No matter how much my parents would tell me how much I could achieve, there would always be the phrase "if only you would be..." attached to it. So despite the slight morale boosts once in a while, I was more insecure than confident. I always found myself unsure of myself. I always craved for assurance that what I was doing was right, that what I was doing was correct, etc. And when I would "fail," instead of taking it on as a greater challenge, I would tell myself "that's what you get because you don't deserve it anyway."

For years I have been battling with so many insecurities.  I find it difficult to believe in myself even when people around me say otherwise.

It's a choice I guess on how a child will take on how his/her parents raise them. I chose to rebel although not intentionally. I found myself drinking and smoking at the age of 14. I skipped school. I got myself pregnant at 19.  And in my mind I thought, there, see? I am really not perfect.

So maybe the choice I made is one of my bigger regrets. Young and impulsive, I chose not to see it as something for my own good. I didn't choose to find happiness in how my parents were raising me. I decided to go the other way. The road usually traveled. I ended up lost. And there, I brought more disappointment to my parents, my Dad especially. And in a way, I paved my own unhappiness - at that time.

At almost 30, I am just slowly starting to shake off the excess baggage. I have so much. I am slowly trying to accept myself for who I am. I want to be able to say that I can do so much but I am taking those steps rather slowly. I know I don't have much time to wallow in my past. I have 3 kids to think of. I need to discover how I will raise them. Hard as it is to admit, I have developed some "Chinese Mom" characteristics (more on that in another post) and I am battling with whether I should try dropping those practices altogether.
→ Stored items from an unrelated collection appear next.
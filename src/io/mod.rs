//! Persistence of a `DataStructure`.
//!
//! Files follow the HDF5 layout: a tree of groups and datasets, each
//! carrying named attributes. The tree is modelled in process by
//! [`H5File`]; [`hdf5`] maps every data object kind onto it.
//!
//! On disk a file is a signature, a length-prefixed `bincode` metadata
//! section (the tree without payloads plus a table of payload extents) and
//! then the raw payloads in tree order. A layout read stops after the
//! metadata section.

pub mod hdf5;

use std::collections::BTreeMap;
use std::fs::File;
use std::io::{BufReader, BufWriter, Read, Write};
use std::path::Path;

use serde::{Deserialize, Serialize};

use crate::structure::data_structure::DataStructure;
use crate::structure_error::StructureError;

pub use hdf5::{Hdf5ReadOptions, Hdf5Reader, Hdf5WriteOptions, Hdf5Writer};

/// Value of a group or dataset attribute.
#[derive(Clone, Debug, PartialEq, Serialize, Deserialize)]
pub enum AttributeValue {
    UInt(u64),
    Int(i64),
    Float(f64),
    Text(String),
    UIntList(Vec<u64>),
    FloatList(Vec<f64>),
}

/// Named attributes, sorted by name as HDF5 lists them.
pub type Attributes = BTreeMap<String, AttributeValue>;

/// Bulk payload plus metadata.
#[derive(Clone, Debug, Default, PartialEq, Serialize, Deserialize)]
pub struct H5Dataset {
    pub attributes: Attributes,
    /// Logical extent of the payload.
    pub shape: Vec<usize>,
    /// Native-endian bytes; stored in the data section, empty after a
    /// layout read.
    #[serde(skip)]
    pub payload: Vec<u8>,
}

/// Member of a group.
#[derive(Clone, Debug, PartialEq, Serialize, Deserialize)]
pub enum H5Node {
    Group(H5Group),
    Dataset(H5Dataset),
    /// Hard link to an object written elsewhere, by persisted object id.
    Link(u64),
}

impl H5Node {
    pub fn attributes(&self) -> Option<&Attributes> {
        match self {
            H5Node::Group(g) => Some(&g.attributes),
            H5Node::Dataset(d) => Some(&d.attributes),
            H5Node::Link(_) => None,
        }
    }

    pub fn attributes_mut(&mut self) -> Option<&mut Attributes> {
        match self {
            H5Node::Group(g) => Some(&mut g.attributes),
            H5Node::Dataset(d) => Some(&mut d.attributes),
            H5Node::Link(_) => None,
        }
    }
}

/// Group with attributes and members in creation order.
#[derive(Clone, Debug, Default, PartialEq, Serialize, Deserialize)]
pub struct H5Group {
    pub attributes: Attributes,
    members: Vec<(String, H5Node)>,
}

impl H5Group {
    pub fn new() -> Self {
        Self::default()
    }

    /// Adds a member; names are unique within a group.
    pub fn insert(&mut self, name: &str, node: H5Node) -> Result<(), StructureError> {
        if self.member(name).is_some() {
            return Err(StructureError::Persistence(format!(
                "duplicate member `{name}`"
            )));
        }
        self.members.push((name.to_string(), node));
        Ok(())
    }

    pub fn member(&self, name: &str) -> Option<&H5Node> {
        self.members.iter().find(|(n, _)| n == name).map(|(_, m)| m)
    }

    pub fn member_mut(&mut self, name: &str) -> Option<&mut H5Node> {
        self.members
            .iter_mut()
            .find(|(n, _)| n == name)
            .map(|(_, m)| m)
    }

    pub fn group(&self, name: &str) -> Option<&H5Group> {
        match self.member(name)? {
            H5Node::Group(g) => Some(g),
            _ => None,
        }
    }

    pub fn dataset(&self, name: &str) -> Option<&H5Dataset> {
        match self.member(name)? {
            H5Node::Dataset(d) => Some(d),
            _ => None,
        }
    }

    pub fn members(&self) -> impl Iterator<Item = (&str, &H5Node)> {
        self.members.iter().map(|(n, m)| (n.as_str(), m))
    }

    pub fn len(&self) -> usize {
        self.members.len()
    }

    pub fn is_empty(&self) -> bool {
        self.members.is_empty()
    }
}

/// A whole file: the root group.
#[derive(Clone, Debug, Default, PartialEq, Serialize, Deserialize)]
pub struct H5File {
    pub root: H5Group,
}

/// Leading bytes of every file.
pub const FILE_SIGNATURE: [u8; 8] = *b"\x89D3D\r\n\x1a\n";

/// Position of one payload inside the data section.
#[derive(Clone, Copy, Debug, PartialEq, Eq, Serialize, Deserialize)]
pub struct PayloadExtent {
    pub offset: u64,
    pub len: u64,
}

#[derive(Serialize)]
struct MetadataRef<'a> {
    root: &'a H5Group,
    extents: Vec<PayloadExtent>,
}

#[derive(Deserialize)]
struct Metadata {
    root: H5Group,
    extents: Vec<PayloadExtent>,
}

/// Datasets in the order their payloads are stored.
fn datasets<'a>(group: &'a H5Group, out: &mut Vec<&'a H5Dataset>) {
    for (_, node) in group.members() {
        match node {
            H5Node::Group(g) => datasets(g, out),
            H5Node::Dataset(d) => out.push(d),
            H5Node::Link(_) => {}
        }
    }
}

fn datasets_mut<'a>(group: &'a mut H5Group, out: &mut Vec<&'a mut H5Dataset>) {
    for (_, node) in group.members.iter_mut() {
        match node {
            H5Node::Group(g) => datasets_mut(g, out),
            H5Node::Dataset(d) => out.push(d),
            H5Node::Link(_) => {}
        }
    }
}

impl H5File {
    pub fn write_to<W: Write>(&self, mut writer: W) -> Result<(), StructureError> {
        let mut stored = Vec::new();
        datasets(&self.root, &mut stored);
        let mut offset = 0u64;
        let extents = stored
            .iter()
            .map(|d| {
                let len = d.payload.len() as u64;
                let extent = PayloadExtent { offset, len };
                offset += len;
                extent
            })
            .collect();
        let metadata = bincode::serialize(&MetadataRef {
            root: &self.root,
            extents,
        })?;
        writer.write_all(&FILE_SIGNATURE)?;
        writer.write_all(&(metadata.len() as u64).to_le_bytes())?;
        writer.write_all(&metadata)?;
        for d in stored {
            writer.write_all(&d.payload)?;
        }
        Ok(())
    }

    /// Full read: metadata and every payload.
    pub fn read_from<R: Read>(reader: R) -> Result<Self, StructureError> {
        Self::read_with(reader, true)
    }

    /// Metadata only; no payload byte is read and every dataset's payload
    /// is left empty.
    pub fn read_layout_from<R: Read>(reader: R) -> Result<Self, StructureError> {
        Self::read_with(reader, false)
    }

    fn read_with<R: Read>(mut reader: R, payloads: bool) -> Result<Self, StructureError> {
        let mut signature = [0u8; 8];
        reader.read_exact(&mut signature)?;
        if signature != FILE_SIGNATURE {
            return Err(StructureError::Persistence("not a structure file".into()));
        }
        let mut len = [0u8; 8];
        reader.read_exact(&mut len)?;
        let len = u64::from_le_bytes(len);
        let mut metadata = Vec::new();
        (&mut reader).take(len).read_to_end(&mut metadata)?;
        if metadata.len() as u64 != len {
            return Err(StructureError::Persistence(format!(
                "metadata section truncated: {} of {len} bytes",
                metadata.len()
            )));
        }
        let Metadata { root, extents } = bincode::deserialize(&metadata)?;
        let mut file = H5File { root };
        if !payloads {
            return Ok(file);
        }

        let mut stored = Vec::new();
        datasets_mut(&mut file.root, &mut stored);
        if stored.len() != extents.len() {
            return Err(StructureError::Persistence(format!(
                "{} datasets but {} payload extents",
                stored.len(),
                extents.len()
            )));
        }
        let mut cursor = 0u64;
        for (d, extent) in stored.into_iter().zip(extents) {
            if extent.offset != cursor {
                return Err(StructureError::Persistence(format!(
                    "payload at offset {} out of order, expected {cursor}",
                    extent.offset
                )));
            }
            (&mut reader).take(extent.len).read_to_end(&mut d.payload)?;
            if d.payload.len() as u64 != extent.len {
                return Err(StructureError::Persistence(format!(
                    "payload truncated: {} of {} bytes",
                    d.payload.len(),
                    extent.len
                )));
            }
            cursor += extent.len;
        }
        Ok(file)
    }

    pub fn save<P: AsRef<Path>>(&self, path: P) -> Result<(), StructureError> {
        let mut w = BufWriter::new(File::create(path)?);
        self.write_to(&mut w)?;
        w.flush()?;
        Ok(())
    }

    pub fn open<P: AsRef<Path>>(path: P) -> Result<Self, StructureError> {
        Self::read_from(BufReader::new(File::open(path)?))
    }

    pub fn open_layout<P: AsRef<Path>>(path: P) -> Result<Self, StructureError> {
        Self::read_layout_from(File::open(path)?)
    }
}

/// Reader producing a `DataStructure` from a byte stream.
pub trait StructureReader {
    fn read<R: Read>(&self, reader: R) -> Result<DataStructure, StructureError>;
}

/// Writer serialising a `DataStructure` to a byte stream.
pub trait StructureWriter {
    fn write<W: Write>(&self, writer: W, ds: &DataStructure) -> Result<(), StructureError>;
}

pub(crate) fn attr_u64(attrs: &Attributes, key: &str) -> Result<u64, StructureError> {
    match attrs.get(key) {
        Some(AttributeValue::UInt(v)) => Ok(*v),
        _ => Err(missing_attr(key)),
    }
}

pub(crate) fn attr_text<'a>(attrs: &'a Attributes, key: &str) -> Result<&'a str, StructureError> {
    match attrs.get(key) {
        Some(AttributeValue::Text(v)) => Ok(v),
        _ => Err(missing_attr(key)),
    }
}

pub(crate) fn attr_u64_list<'a>(attrs: &'a Attributes, key: &str) -> Result<&'a [u64], StructureError> {
    match attrs.get(key) {
        Some(AttributeValue::UIntList(v)) => Ok(v),
        _ => Err(missing_attr(key)),
    }
}

pub(crate) fn attr_f64_list<'a>(attrs: &'a Attributes, key: &str) -> Result<&'a [f64], StructureError> {
    match attrs.get(key) {
        Some(AttributeValue::FloatList(v)) => Ok(v),
        _ => Err(missing_attr(key)),
    }
}

fn missing_attr(key: &str) -> StructureError {
    StructureError::Persistence(format!("missing or mistyped attribute `{key}`"))
}

#[cfg(test)]
mod tests {
    use super::*;

    #[test]
    fn file_roundtrips_through_bytes() {
        let mut file = H5File::default();
        file.root
            .attributes
            .insert("FileVersion".into(), AttributeValue::Text("7.0".into()));
        let mut g = H5Group::new();
        g.insert(
            "Data",
            H5Node::Dataset(H5Dataset {
                shape: vec![2],
                payload: vec![1, 2],
                ..H5Dataset::default()
            }),
        )
        .unwrap();
        file.root.insert("G", H5Node::Group(g)).unwrap();
        assert!(file.root.insert("G", H5Node::Link(1)).is_err());

        let mut bytes = Vec::new();
        file.write_to(&mut bytes).unwrap();
        let back = H5File::read_from(bytes.as_slice()).unwrap();
        assert_eq!(back, file);
        assert_eq!(back.root.group("G").unwrap().dataset("Data").unwrap().payload, [1, 2]);
    }

    #[test]
    fn layout_read_stops_before_payloads() {
        let mut file = H5File::default();
        file.root
            .insert(
                "Big",
                H5Node::Dataset(H5Dataset {
                    shape: vec![4096],
                    payload: vec![7; 4096],
                    ..H5Dataset::default()
                }),
            )
            .unwrap();
        let mut bytes = Vec::new();
        file.write_to(&mut bytes).unwrap();

        let mut rest = bytes.as_slice();
        let layout = H5File::read_layout_from(&mut rest).unwrap();
        assert_eq!(rest.len(), 4096);
        let d = layout.root.dataset("Big").unwrap();
        assert_eq!(d.shape, [4096]);
        assert!(d.payload.is_empty());

        assert!(H5File::read_from(&bytes[..bytes.len() - 1]).is_err());
        assert!(H5File::read_from(&b"not a file at all"[..]).is_err());
    }

    #[test]
    fn attribute_accessors_check_kind() {
        let mut a = Attributes::new();
        a.insert("n".into(), AttributeValue::UInt(3));
        assert_eq!(attr_u64(&a, "n").unwrap(), 3);
        assert!(attr_text(&a, "n").is_err());
        assert!(attr_u64(&a, "missing").is_err());
    }
}
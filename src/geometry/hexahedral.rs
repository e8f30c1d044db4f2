//! Hexahedral volume meshes.

use crate::geometry::node_geometry::declare_node_geometry;

declare_node_geometry!(
    /// Eight-vertex volume cells: bottom loop `0..4`, top loop `4..8`.
    HexahedralGeom,
    crate::geometry::topology::HEXAHEDRAL
);
//! `DataPath`: a name-sequence address resolving to a data object.
//!
//! Paths are resolved top-down from the structure's top-level objects, one
//! segment per level. The string form joins segments with [`DataPath::SEPARATOR`].

use std::fmt;
use std::str::FromStr;

use crate::structure_error::StructureError;

/// Ordered sequence of object names.
#[derive(Clone, Debug, Default, PartialEq, Eq, Hash, PartialOrd, Ord, serde::Serialize, serde::Deserialize)]
pub struct DataPath {
    segments: Vec<String>,
}

impl DataPath {
    /// Separator used by the string form.
    pub const SEPARATOR: char = '/';

    /// Builds a path from name segments.
    ///
    /// Fails if any segment is empty or contains the separator.
    pub fn new<I, S>(segments: I) -> Result<Self, StructureError>
    where
        I: IntoIterator<Item = S>,
        S: Into<String>,
    {
        let segments: Vec<String> = segments.into_iter().map(Into::into).collect();
        for s in &segments {
            validate_name(s)?;
        }
        Ok(Self { segments })
    }

    /// The empty path (resolves to nothing; parent of top-level objects).
    pub fn root() -> Self {
        Self::default()
    }

    /// Parses the separator-joined string form. Leading/trailing separators are ignored.
    pub fn from_string(s: &str) -> Result<Self, StructureError> {
        let trimmed = s.trim_matches(Self::SEPARATOR);
        if trimmed.is_empty() {
            return Ok(Self::root());
        }
        Self::new(trimmed.split(Self::SEPARATOR))
    }

    pub fn segments(&self) -> &[String] {
        &self.segments
    }

    pub fn len(&self) -> usize {
        self.segments.len()
    }

    pub fn is_empty(&self) -> bool {
        self.segments.is_empty()
    }

    /// Last segment, if any.
    pub fn target_name(&self) -> Option<&str> {
        self.segments.last().map(String::as_str)
    }

    /// Path without its last segment. The parent of a one-segment path is the root.
    pub fn parent(&self) -> Option<DataPath> {
        if self.segments.is_empty() {
            return None;
        }
        Some(DataPath {
            segments: self.segments[..self.segments.len() - 1].to_vec(),
        })
    }

    /// Appends `name` as a new last segment.
    pub fn create_child_path(&self, name: &str) -> Result<DataPath, StructureError> {
        validate_name(name)?;
        let mut segments = self.segments.clone();
        segments.push(name.to_string());
        Ok(DataPath { segments })
    }

    /// Returns a copy with the last segment replaced by `name`.
    pub fn with_target_name(&self, name: &str) -> Result<DataPath, StructureError> {
        validate_name(name)?;
        let mut segments = self.segments.clone();
        match segments.last_mut() {
            Some(last) => *last = name.to_string(),
            None => segments.push(name.to_string()),
        }
        Ok(DataPath { segments })
    }

    /// True if `self` is `other` or lies underneath it.
    pub fn starts_with(&self, other: &DataPath) -> bool {
        self.segments.starts_with(&other.segments)
    }
}

/// Checks that `name` is usable as an object name.
pub fn validate_name(name: &str) -> Result<(), StructureError> {
    if name.is_empty() || name.contains(DataPath::SEPARATOR) {
        return Err(StructureError::InvalidName(name.to_string()));
    }
    Ok(())
}

impl fmt::Display for DataPath {
    fn fmt(&self, f: &mut fmt::Formatter<'_>) -> fmt::Result {
        for (i, s) in self.segments.iter().enumerate() {
            if i > 0 {
                write!(f, "{}", Self::SEPARATOR)?;
            }
            write!(f, "{s}")?;
        }
        Ok(())
    }
}

impl FromStr for DataPath {
    type Err = StructureError;

    fn from_str(s: &str) -> Result<Self, Self::Err> {
        DataPath::from_string(s)
    }
}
I really don't know if it has done me any good. I would want to believe that it has.

2 comments:

Unknown said...

I have a lot to say about this! LOL! Now that we are grown up... we understant them. right? They did not know the consequences of what they were doing because they were brought up that way too.

The good it did was you are more aware and you try to give another childhood to your kids. Maybe the next generation would be more secure psychologically HEHEHEHEH

louann said...

Yes i agree Al. Actually, I have mixed emotions about all this.One post will never be enough. Or maybe ,y whole blog will say a lot! Hehe.